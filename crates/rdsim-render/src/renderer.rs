//! Renderer backends and scene submission.

use nalgebra::Isometry3;
use rdsim_model::Shape;
use rdsim_physics::{PhysicsError, SimulationEngine};

use crate::error::Result;

/// A drawing backend driven by [`crate::RenderLoop`].
///
/// Creating the window or graphics context is the implementor's constructor;
/// the loop only polls, draws and presents.
pub trait Renderer {
    /// Process pending window and input events.
    fn poll_events(&mut self) -> Result<()>;

    /// Whether the user asked to close the window.
    fn should_close(&self) -> bool;

    /// Queue one body for the current frame.
    ///
    /// `transform` is the body frame in world coordinates; see [`Shape`] for
    /// where each shape sits in that frame.
    fn draw_instance(&mut self, shape: &Shape, transform: &Isometry3<f32>) -> Result<()>;

    /// Present the current frame.
    fn swap_buffers(&mut self) -> Result<()>;
}

/// Submit every live robot link and prop to `renderer`.
///
/// Returns the number of draw calls issued.
pub fn draw_scene<R: Renderer + ?Sized>(
    engine: &SimulationEngine,
    renderer: &mut R,
) -> Result<usize> {
    let mut draws = 0;
    for robot in engine.robot_indices() {
        let model = engine.robot_model(robot)?;
        for link in 0..model.link_count() {
            let shape = model.link_shape(link).ok_or(PhysicsError::LinkOutOfRange {
                link,
                count: model.link_count(),
            })?;
            let transform = engine.get_link_transform(robot, link)?;
            renderer.draw_instance(&shape, &transform)?;
            draws += 1;
        }
    }
    for prop in engine.prop_indices() {
        let shape = engine.prop_model(prop)?.shape();
        let transform = engine.get_prop_transform(prop)?;
        renderer.draw_instance(&shape, &transform)?;
        draws += 1;
    }
    Ok(draws)
}

/// One recorded draw.
#[derive(Debug, Clone, PartialEq)]
pub struct DrawCall {
    /// Shape drawn.
    pub shape: Shape,
    /// World transform of the shape's frame.
    pub transform: Isometry3<f32>,
}

/// Windowless renderer that records frames.
///
/// Requests close once `max_frames` frames have been presented, which makes
/// it suitable for batch runs and tests.
#[derive(Debug, Clone)]
pub struct HeadlessRenderer {
    max_frames: u64,
    frames: u64,
    polls: u64,
    pending: Vec<DrawCall>,
    last_frame: Vec<DrawCall>,
}

impl HeadlessRenderer {
    /// Renderer that closes after `max_frames` presented frames.
    pub fn new(max_frames: u64) -> Self {
        Self {
            max_frames,
            frames: 0,
            polls: 0,
            pending: Vec::new(),
            last_frame: Vec::new(),
        }
    }

    /// Frames presented so far.
    pub fn frames(&self) -> u64 {
        self.frames
    }

    /// Times events were polled.
    pub fn polls(&self) -> u64 {
        self.polls
    }

    /// Draw calls of the most recently presented frame.
    pub fn last_frame(&self) -> &[DrawCall] {
        &self.last_frame
    }
}

impl Renderer for HeadlessRenderer {
    fn poll_events(&mut self) -> Result<()> {
        self.polls += 1;
        Ok(())
    }

    fn should_close(&self) -> bool {
        self.frames >= self.max_frames
    }

    fn draw_instance(&mut self, shape: &Shape, transform: &Isometry3<f32>) -> Result<()> {
        self.pending.push(DrawCall {
            shape: *shape,
            transform: *transform,
        });
        Ok(())
    }

    fn swap_buffers(&mut self) -> Result<()> {
        self.last_frame = std::mem::take(&mut self.pending);
        self.frames += 1;
        Ok(())
    }
}
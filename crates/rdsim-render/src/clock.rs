//! Time sources for the render loop.

use std::collections::VecDeque;
use std::time::Instant;

/// Monotonic time source, in seconds.
pub trait Clock {
    /// Current time. Only differences between calls are meaningful.
    fn now_seconds(&mut self) -> f64;
}

/// Wall clock.
#[derive(Debug, Clone)]
pub struct SystemClock {
    start: Instant,
}

impl SystemClock {
    /// Start counting from now.
    pub fn new() -> Self {
        Self {
            start: Instant::now(),
        }
    }
}

impl Default for SystemClock {
    fn default() -> Self {
        Self::new()
    }
}

impl Clock for SystemClock {
    fn now_seconds(&mut self) -> f64 {
        self.start.elapsed().as_secs_f64()
    }
}

/// Clock that advances by a scripted amount on every read.
///
/// Scheduled ticks are consumed first; afterwards every read advances by the
/// default tick.
#[derive(Debug, Clone)]
pub struct ManualClock {
    now: f64,
    tick: f64,
    schedule: VecDeque<f64>,
}

impl ManualClock {
    /// Clock advancing by `tick` seconds per read.
    pub fn new(tick: f64) -> Self {
        Self {
            now: 0.0,
            tick,
            schedule: VecDeque::new(),
        }
    }

    /// Clock that first advances by each of `ticks`, then by `tick`.
    pub fn with_schedule(ticks: impl IntoIterator<Item = f64>, tick: f64) -> Self {
        Self {
            now: 0.0,
            tick,
            schedule: ticks.into_iter().collect(),
        }
    }
}

impl Clock for ManualClock {
    fn now_seconds(&mut self) -> f64 {
        self.now += self.schedule.pop_front().unwrap_or(self.tick);
        self.now
    }
}
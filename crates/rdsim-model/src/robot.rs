//! Articulated robot descriptions.

use nalgebra::{Isometry3, Quaternion, Translation3, UnitQuaternion};
use serde::{Deserialize, Serialize};

use crate::error::{ModelError, Result};
use crate::link::{JointType, Link};
use crate::shape::Shape;

/// Default upper bound on the number of links in one robot.
pub const DEFAULT_MAX_LINKS: usize = 128;

/// Structural limits applied when a robot is constructed.
#[derive(Debug, Clone, Copy, PartialEq, Eq, Serialize, Deserialize)]
pub struct ModelLimits {
    /// Maximum number of links.
    pub max_links: usize,
}

impl Default for ModelLimits {
    fn default() -> Self {
        Self {
            max_links: DEFAULT_MAX_LINKS,
        }
    }
}

/// A validated kinematic tree of capsule links.
///
/// Links are stored in topological order: link 0 is the root and every other
/// link's parent has a smaller index. All structural checks happen in the
/// constructor, so code holding a `Robot` never re-validates the tree.
///
/// Robots are immutable and meant to be shared behind an `Arc`.
#[derive(Debug, Clone, PartialEq, Serialize, Deserialize)]
#[serde(try_from = "RobotDesc", into = "RobotDesc")]
pub struct Robot {
    link_density: f32,
    link_radius: f32,
    friction: f32,
    links: Vec<Link>,
}

/// Unvalidated serialized form of a [`Robot`].
#[derive(Debug, Clone, Serialize, Deserialize)]
pub struct RobotDesc {
    /// Density of every link (kg/m³), `0` for immovable links.
    pub link_density: f32,
    /// Capsule radius of every link (meters).
    pub link_radius: f32,
    /// Friction coefficient of every link.
    pub friction: f32,
    /// Links in topological order.
    pub links: Vec<Link>,
}

impl TryFrom<RobotDesc> for Robot {
    type Error = ModelError;

    fn try_from(desc: RobotDesc) -> Result<Self> {
        Robot::new(desc.link_density, desc.link_radius, desc.friction, desc.links)
    }
}

impl From<Robot> for RobotDesc {
    fn from(robot: Robot) -> Self {
        Self {
            link_density: robot.link_density,
            link_radius: robot.link_radius,
            friction: robot.friction,
            links: robot.links,
        }
    }
}

impl Robot {
    /// Build a robot, validating against [`ModelLimits::default`].
    pub fn new(
        link_density: f32,
        link_radius: f32,
        friction: f32,
        links: Vec<Link>,
    ) -> Result<Self> {
        Self::with_limits(
            link_density,
            link_radius,
            friction,
            links,
            &ModelLimits::default(),
        )
    }

    /// Build a robot, validating against caller-supplied limits.
    pub fn with_limits(
        link_density: f32,
        link_radius: f32,
        friction: f32,
        mut links: Vec<Link>,
        limits: &ModelLimits,
    ) -> Result<Self> {
        if !(link_density.is_finite() && link_density >= 0.0) {
            return Err(ModelError::InvalidDensity(link_density));
        }
        if !(link_radius.is_finite() && link_radius > 0.0) {
            return Err(ModelError::InvalidRadius(link_radius));
        }
        if !(0.0..=1.0).contains(&friction) {
            return Err(ModelError::InvalidFriction(friction));
        }
        if links.is_empty() {
            return Err(ModelError::EmptyRobot);
        }
        if links.len() > limits.max_links {
            return Err(ModelError::TooManyLinks {
                count: links.len(),
                max: limits.max_links,
            });
        }

        for (i, link) in links.iter_mut().enumerate() {
            validate_link(i, link)?;
        }

        Ok(Self {
            link_density,
            link_radius,
            friction,
            links,
        })
    }

    /// Parse and validate a robot from JSON.
    pub fn from_json(json: &str) -> std::result::Result<Self, serde_json::Error> {
        serde_json::from_str(json)
    }

    /// Serialize to a JSON string.
    pub fn to_json(&self) -> std::result::Result<String, serde_json::Error> {
        serde_json::to_string_pretty(self)
    }

    /// Links in topological order.
    pub fn links(&self) -> &[Link] {
        &self.links
    }

    /// Link by index.
    pub fn link(&self, index: usize) -> Option<&Link> {
        self.links.get(index)
    }

    /// Number of links.
    pub fn link_count(&self) -> usize {
        self.links.len()
    }

    /// Density shared by all links.
    pub fn link_density(&self) -> f32 {
        self.link_density
    }

    /// Capsule radius shared by all links.
    pub fn link_radius(&self) -> f32 {
        self.link_radius
    }

    /// Friction shared by all links.
    pub fn friction(&self) -> f32 {
        self.friction
    }

    /// Number of actuated degrees of freedom (one per hinge).
    pub fn dof_count(&self) -> usize {
        self.links
            .iter()
            .filter(|l| l.joint_type == JointType::Hinge)
            .count()
    }

    /// Collision and render shape of a link.
    pub fn link_shape(&self, index: usize) -> Option<Shape> {
        self.links.get(index).map(|link| Shape::Capsule {
            radius: self.link_radius,
            length: link.length,
        })
    }

    /// Mass of a link from its capsule volume and the link density.
    pub fn link_mass(&self, index: usize) -> Option<f32> {
        self.link_shape(index)
            .map(|shape| shape.volume() * self.link_density)
    }

    /// Total mass of all links.
    pub fn total_mass(&self) -> f32 {
        (0..self.links.len())
            .filter_map(|i| self.link_mass(i))
            .sum()
    }

    /// Resting world frame of every link for a robot placed at `placement`.
    ///
    /// The root frame is `placement * joint_rot(root)`; the root's `joint_pos`
    /// is ignored. Every other frame composes its parent's frame with the
    /// joint offset and rotation.
    pub fn rest_frames(&self, placement: &Isometry3<f32>) -> Vec<Isometry3<f32>> {
        let mut frames: Vec<Isometry3<f32>> = Vec::with_capacity(self.links.len());
        for link in &self.links {
            let frame = match link.parent {
                None => {
                    placement * Isometry3::from_parts(Translation3::identity(), link.rotation())
                }
                Some(p) => frames[p] * link.joint_transform(self.links[p].length),
            };
            frames.push(frame);
        }
        frames
    }
}

fn validate_link(i: usize, link: &mut Link) -> Result<()> {
    match (i, link.parent) {
        (0, Some(p)) => return Err(ModelError::RootHasParent(p)),
        (0, None) => {}
        (_, None) => return Err(ModelError::MissingParent { link: i }),
        (_, Some(p)) if p >= i => return Err(ModelError::InvalidParent { link: i, parent: p }),
        _ => {}
    }

    if i != 0 && link.joint_type == JointType::Free {
        return Err(ModelError::FreeJointNotRoot { link: i });
    }
    if !(link.length.is_finite() && link.length > 0.0) {
        return Err(ModelError::InvalidLength {
            link: i,
            length: link.length,
        });
    }
    if !link.joint_pos.is_finite() {
        return Err(ModelError::InvalidJointPosition { link: i });
    }

    let rot_norm = link.joint_rot.norm();
    if !(rot_norm.is_finite() && rot_norm > f32::EPSILON) {
        return Err(ModelError::DegenerateJointRotation { link: i });
    }
    link.joint_rot = UnitQuaternion::from_quaternion(link.joint_rot).into_inner();
    if link.joint_rot.w < 0.0 {
        link.joint_rot = Quaternion::from(-link.joint_rot.coords);
    }

    if link.joint_type == JointType::Hinge {
        let axis_norm = link.joint_axis.norm();
        if !(axis_norm.is_finite() && axis_norm > f32::EPSILON) {
            return Err(ModelError::DegenerateJointAxis { link: i });
        }
        link.joint_axis /= axis_norm;

        if let Some([lower, upper]) = link.limits {
            if !(lower.is_finite() && upper.is_finite() && lower <= upper) {
                return Err(ModelError::InvalidJointLimits {
                    link: i,
                    lower,
                    upper,
                });
            }
        }
    }

    Ok(())
}

#[cfg(test)]
mod tests {
    use super::*;
    use approx::assert_relative_eq;
    use nalgebra::{Point3, Vector3};

    fn snake(n: usize) -> Vec<Link> {
        let mut links = vec![Link::root(0.5)];
        for i in 1..n {
            links.push(Link::hinge(i - 1, Vector3::z(), 0.5));
        }
        links
    }

    #[test]
    fn test_valid_snake() {
        let robot = Robot::new(10.0, 0.05, 0.9, snake(5)).unwrap();
        assert_eq!(robot.link_count(), 5);
        assert_eq!(robot.dof_count(), 4);
        for (i, link) in robot.links().iter().enumerate() {
            match link.parent {
                None => assert_eq!(i, 0),
                Some(p) => assert!(p < i),
            }
        }
    }

    #[test]
    fn test_rejects_forward_parent() {
        let mut links = snake(3);
        links[1].parent = Some(2);
        assert_eq!(
            Robot::new(10.0, 0.05, 0.9, links),
            Err(ModelError::InvalidParent { link: 1, parent: 2 })
        );
    }

    #[test]
    fn test_rejects_self_parent() {
        let mut links = snake(3);
        links[2].parent = Some(2);
        assert!(matches!(
            Robot::new(10.0, 0.05, 0.9, links),
            Err(ModelError::InvalidParent { link: 2, .. })
        ));
    }

    #[test]
    fn test_rejects_orphan_and_parented_root() {
        let mut links = snake(2);
        links[1].parent = None;
        assert_eq!(
            Robot::new(10.0, 0.05, 0.9, links),
            Err(ModelError::MissingParent { link: 1 })
        );

        let mut links = snake(2);
        links[0].parent = Some(0);
        assert_eq!(
            Robot::new(10.0, 0.05, 0.9, links),
            Err(ModelError::RootHasParent(0))
        );
    }

    #[test]
    fn test_rejects_zero_hinge_axis() {
        let mut links = snake(2);
        links[1].joint_axis = Vector3::zeros();
        assert_eq!(
            Robot::new(10.0, 0.05, 0.9, links),
            Err(ModelError::DegenerateJointAxis { link: 1 })
        );
    }

    #[test]
    fn test_zero_axis_allowed_on_fixed_link() {
        let mut links = vec![Link::root(0.5), Link::fixed(0, 0.5)];
        links[1].joint_axis = Vector3::zeros();
        assert!(Robot::new(10.0, 0.05, 0.9, links).is_ok());
    }

    #[test]
    fn test_hinge_axis_is_normalized() {
        let mut links = snake(2);
        links[1].joint_axis = Vector3::new(0.0, 0.0, 3.0);
        let robot = Robot::new(10.0, 0.05, 0.9, links).unwrap();
        assert_relative_eq!(robot.links()[1].joint_axis, Vector3::z());
    }

    #[test]
    fn test_rejects_free_child() {
        let mut links = snake(2);
        links[1].joint_type = JointType::Free;
        assert_eq!(
            Robot::new(10.0, 0.05, 0.9, links),
            Err(ModelError::FreeJointNotRoot { link: 1 })
        );
    }

    #[test]
    fn test_rejects_out_of_range_material() {
        assert_eq!(
            Robot::new(10.0, 0.05, 1.5, snake(2)),
            Err(ModelError::InvalidFriction(1.5))
        );
        assert_eq!(
            Robot::new(-1.0, 0.05, 0.5, snake(2)),
            Err(ModelError::InvalidDensity(-1.0))
        );
        assert_eq!(
            Robot::new(1.0, 0.0, 0.5, snake(2)),
            Err(ModelError::InvalidRadius(0.0))
        );
        assert!(matches!(
            Robot::new(f32::NAN, 0.05, 0.5, snake(2)),
            Err(ModelError::InvalidDensity(_))
        ));
    }

    #[test]
    fn test_rejects_too_many_links() {
        let limits = ModelLimits { max_links: 4 };
        assert_eq!(
            Robot::with_limits(10.0, 0.05, 0.9, snake(5), &limits),
            Err(ModelError::TooManyLinks { count: 5, max: 4 })
        );
        assert!(Robot::with_limits(10.0, 0.05, 0.9, snake(4), &limits).is_ok());
    }

    #[test]
    fn test_rejects_reversed_limits() {
        let mut links = snake(2);
        links[1] = links[1].clone().with_limits(1.0, -1.0);
        assert!(matches!(
            Robot::new(10.0, 0.05, 0.9, links),
            Err(ModelError::InvalidJointLimits { link: 1, .. })
        ));
    }

    #[test]
    fn test_rejects_empty_and_degenerate_rotation() {
        assert_eq!(Robot::new(10.0, 0.05, 0.9, vec![]), Err(ModelError::EmptyRobot));

        let mut links = snake(2);
        links[1].joint_rot = Quaternion::new(0.0, 0.0, 0.0, 0.0);
        assert_eq!(
            Robot::new(10.0, 0.05, 0.9, links),
            Err(ModelError::DegenerateJointRotation { link: 1 })
        );
    }

    #[test]
    fn test_rest_frames_chain_along_x() {
        let robot = Robot::new(10.0, 0.05, 0.9, snake(3)).unwrap();
        let placement = Isometry3::translation(0.0, 1.0, 0.0);
        let frames = robot.rest_frames(&placement);
        assert_eq!(frames.len(), 3);
        assert_relative_eq!(frames[0].translation.vector, Vector3::new(0.0, 1.0, 0.0));
        assert_relative_eq!(frames[1].translation.vector, Vector3::new(0.5, 1.0, 0.0));
        assert_relative_eq!(frames[2].translation.vector, Vector3::new(1.0, 1.0, 0.0));
    }

    #[test]
    fn test_rest_frames_compose_rotations() {
        let quarter =
            UnitQuaternion::from_axis_angle(&Vector3::z_axis(), std::f32::consts::FRAC_PI_2);
        let links = vec![
            Link::root(1.0),
            Link::hinge(0, Vector3::z(), 1.0).with_joint_rot(quarter),
            Link::hinge(1, Vector3::z(), 1.0).with_joint_rot(quarter),
        ];
        let robot = Robot::new(1.0, 0.1, 0.5, links).unwrap();
        let frames = robot.rest_frames(&Isometry3::identity());
        let tip = frames[2] * Point3::new(1.0, 0.0, 0.0);
        assert_relative_eq!(tip, Point3::new(0.0, 1.0, 0.0), epsilon = 1e-5);
    }

    #[test]
    fn test_json_roundtrip_validates() {
        let robot = Robot::new(10.0, 0.05, 0.9, snake(3)).unwrap();
        let json = robot.to_json().unwrap();
        let restored = Robot::from_json(&json).unwrap();
        assert_eq!(robot, restored);

        let bad = json.replace("0.9", "1.9");
        assert!(Robot::from_json(&bad).is_err());
    }

    #[test]
    fn test_link_mass_uses_capsule_volume() {
        let robot = Robot::new(10.0, 0.05, 0.9, snake(1)).unwrap();
        let expected = 10.0
            * (std::f32::consts::PI * 0.05 * 0.05 * 0.5
                + 4.0 / 3.0 * std::f32::consts::PI * 0.05f32.powi(3));
        assert_relative_eq!(robot.link_mass(0).unwrap(), expected, epsilon = 1e-6);
        assert_relative_eq!(robot.total_mass(), expected, epsilon = 1e-6);
    }
}
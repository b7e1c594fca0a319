//! rdsim - robot design sandbox
//!
//! Simulates the demo snake on a floor, drawn in the terminal or run headless.

use std::path::PathBuf;
use std::process::ExitCode;

use anyhow::{Context, Result};
use clap::error::ErrorKind;
use clap::Parser;
use rdsim_physics::SimulationEngine;
use rdsim_render::{HeadlessRenderer, LoopStats, ManualClock, RenderLoop, SystemClock};
use tracing::info;
use tracing_subscriber::EnvFilter;

mod config;
mod scene;
mod terminal;

use config::SandboxConfig;
use scene::DemoScene;
use terminal::TerminalRenderer;

#[derive(Parser, Debug)]
#[command(name = "rdsim")]
#[command(about = "Interactive robot design sandbox", long_about = None)]
struct Cli {
    /// Log at debug level (RUST_LOG overrides)
    #[arg(short, long)]
    verbose: bool,

    /// TOML file with [engine] and [render] settings
    #[arg(short, long, value_name = "FILE")]
    config: Option<PathBuf>,

    /// Run without a display, one physics step per frame
    #[arg(long)]
    headless: bool,

    /// Frames to run in headless mode
    #[arg(long, value_name = "N", default_value_t = 600)]
    frames: u64,
}

fn main() -> ExitCode {
    let cli = match Cli::try_parse() {
        Ok(cli) => cli,
        Err(e) => {
            let code = match e.kind() {
                ErrorKind::DisplayHelp | ErrorKind::DisplayVersion => ExitCode::SUCCESS,
                _ => ExitCode::FAILURE,
            };
            // Help goes to stdout, parse errors (with usage) to stderr.
            let _ = e.print();
            return code;
        }
    };

    init_logging(cli.verbose);

    match run(&cli) {
        Ok(()) => ExitCode::SUCCESS,
        Err(e) => {
            eprintln!("error: {e:#}");
            ExitCode::FAILURE
        }
    }
}

fn init_logging(verbose: bool) {
    let default = if verbose { "debug" } else { "info" };
    let filter = EnvFilter::try_from_default_env().unwrap_or_else(|_| EnvFilter::new(default));
    tracing_subscriber::fmt()
        .with_env_filter(filter)
        .with_target(false)
        .with_writer(std::io::stderr)
        .compact()
        .init();
}

fn run(cli: &Cli) -> Result<()> {
    let config = match &cli.config {
        Some(path) => SandboxConfig::load(path)?,
        None => SandboxConfig::default(),
    };

    let mut engine =
        SimulationEngine::new(config.engine.clone()).context("failed to create engine")?;
    let scene = DemoScene::new().context("failed to build demo scene")?;
    let handles = scene.populate(&mut engine)?;
    info!(
        links = scene.robot.link_count(),
        mass = scene.robot.total_mass(),
        "demo scene ready"
    );

    let stats = simulate(cli, &config, &mut engine)?;
    info!(
        frames = stats.iterations,
        steps = stats.steps,
        simulated = stats.simulated_time,
        "simulation finished"
    );

    let root = engine.get_link_transform(handles.robot, 0)?;
    let t = root.translation.vector;
    info!(x = t.x, y = t.y, z = t.z, "final root position");

    engine.remove_robot(handles.robot)?;
    engine.remove_prop(handles.floor)?;
    Ok(())
}

fn simulate(
    cli: &Cli,
    config: &SandboxConfig,
    engine: &mut SimulationEngine,
) -> Result<LoopStats> {
    let mut render_loop = RenderLoop::new(config.render.clone())?;
    let stats = if cli.headless {
        let mut renderer = HeadlessRenderer::new(cli.frames);
        let mut clock = ManualClock::new(f64::from(render_loop.config().fixed_dt));
        render_loop.run(engine, &mut renderer, &mut clock)?
    } else {
        // Dropped at the end of this block, restoring the terminal before
        // anything else is logged.
        let mut renderer = TerminalRenderer::new().context("failed to open terminal")?;
        render_loop.run(engine, &mut renderer, &mut SystemClock::new())?
    };
    Ok(stats)
}

#[cfg(test)]
mod tests {
    use super::*;

    #[test]
    fn test_parse_flags() {
        let cli = Cli::try_parse_from(["rdsim", "-v", "--headless", "--frames", "10"]).unwrap();
        assert!(cli.verbose);
        assert!(cli.headless);
        assert_eq!(cli.frames, 10);
        assert!(cli.config.is_none());
    }

    #[test]
    fn test_help_and_bad_flags() {
        let help = Cli::try_parse_from(["rdsim", "--help"]).unwrap_err();
        assert_eq!(help.kind(), ErrorKind::DisplayHelp);
        let bad = Cli::try_parse_from(["rdsim", "--frames", "many"]).unwrap_err();
        assert_eq!(bad.kind(), ErrorKind::ValueValidation);
        let unknown = Cli::try_parse_from(["rdsim", "--warp"]).unwrap_err();
        assert_eq!(unknown.kind(), ErrorKind::UnknownArgument);
    }

    #[test]
    fn test_headless_run() {
        let cli = Cli::try_parse_from(["rdsim", "--headless", "--frames", "30"]).unwrap();
        let config = SandboxConfig::default();
        let mut engine = SimulationEngine::new(config.engine.clone()).unwrap();
        let handles = DemoScene::new().unwrap().populate(&mut engine).unwrap();
        let start = engine.get_link_transform(handles.robot, 0).unwrap();

        let stats = simulate(&cli, &config, &mut engine).unwrap();
        assert_eq!(stats.iterations, 30);
        assert!(stats.steps >= 29);
        let end = engine.get_link_transform(handles.robot, 0).unwrap();
        assert!(end.translation.y < start.translation.y);
    }
}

++++++++++++++++++++

### TASK TO COMPLETE
Could you write out, exactly as they stand, only the lines above that begin at the line with "against caller-supplied limits." and stop after the line with "if links.len() >"?

### REPLY
    /// Build a robot, validating against caller-supplied limits.
    pub fn with_limits(
        link_density: f32,
        link_radius: f32,
        friction: f32,
        mut links: Vec<Link>,
        limits: &ModelLimits,
    ) -> Result<Self> {
        if !(link_density.is_finite() && link_density >= 0.0) {
            return Err(ModelError::InvalidDensity(link_density));
        }
        if !(link_radius.is_finite() && link_radius > 0.0) {
            return Err(ModelError::InvalidRadius(link_radius));
        }
        if !(0.0..=1.0).contains(&friction) {
            return Err(ModelError::InvalidFriction(friction));
        }
        if links.is_empty() {
            return Err(ModelError::EmptyRobot);
        }
        if links.len() > limits.max_links {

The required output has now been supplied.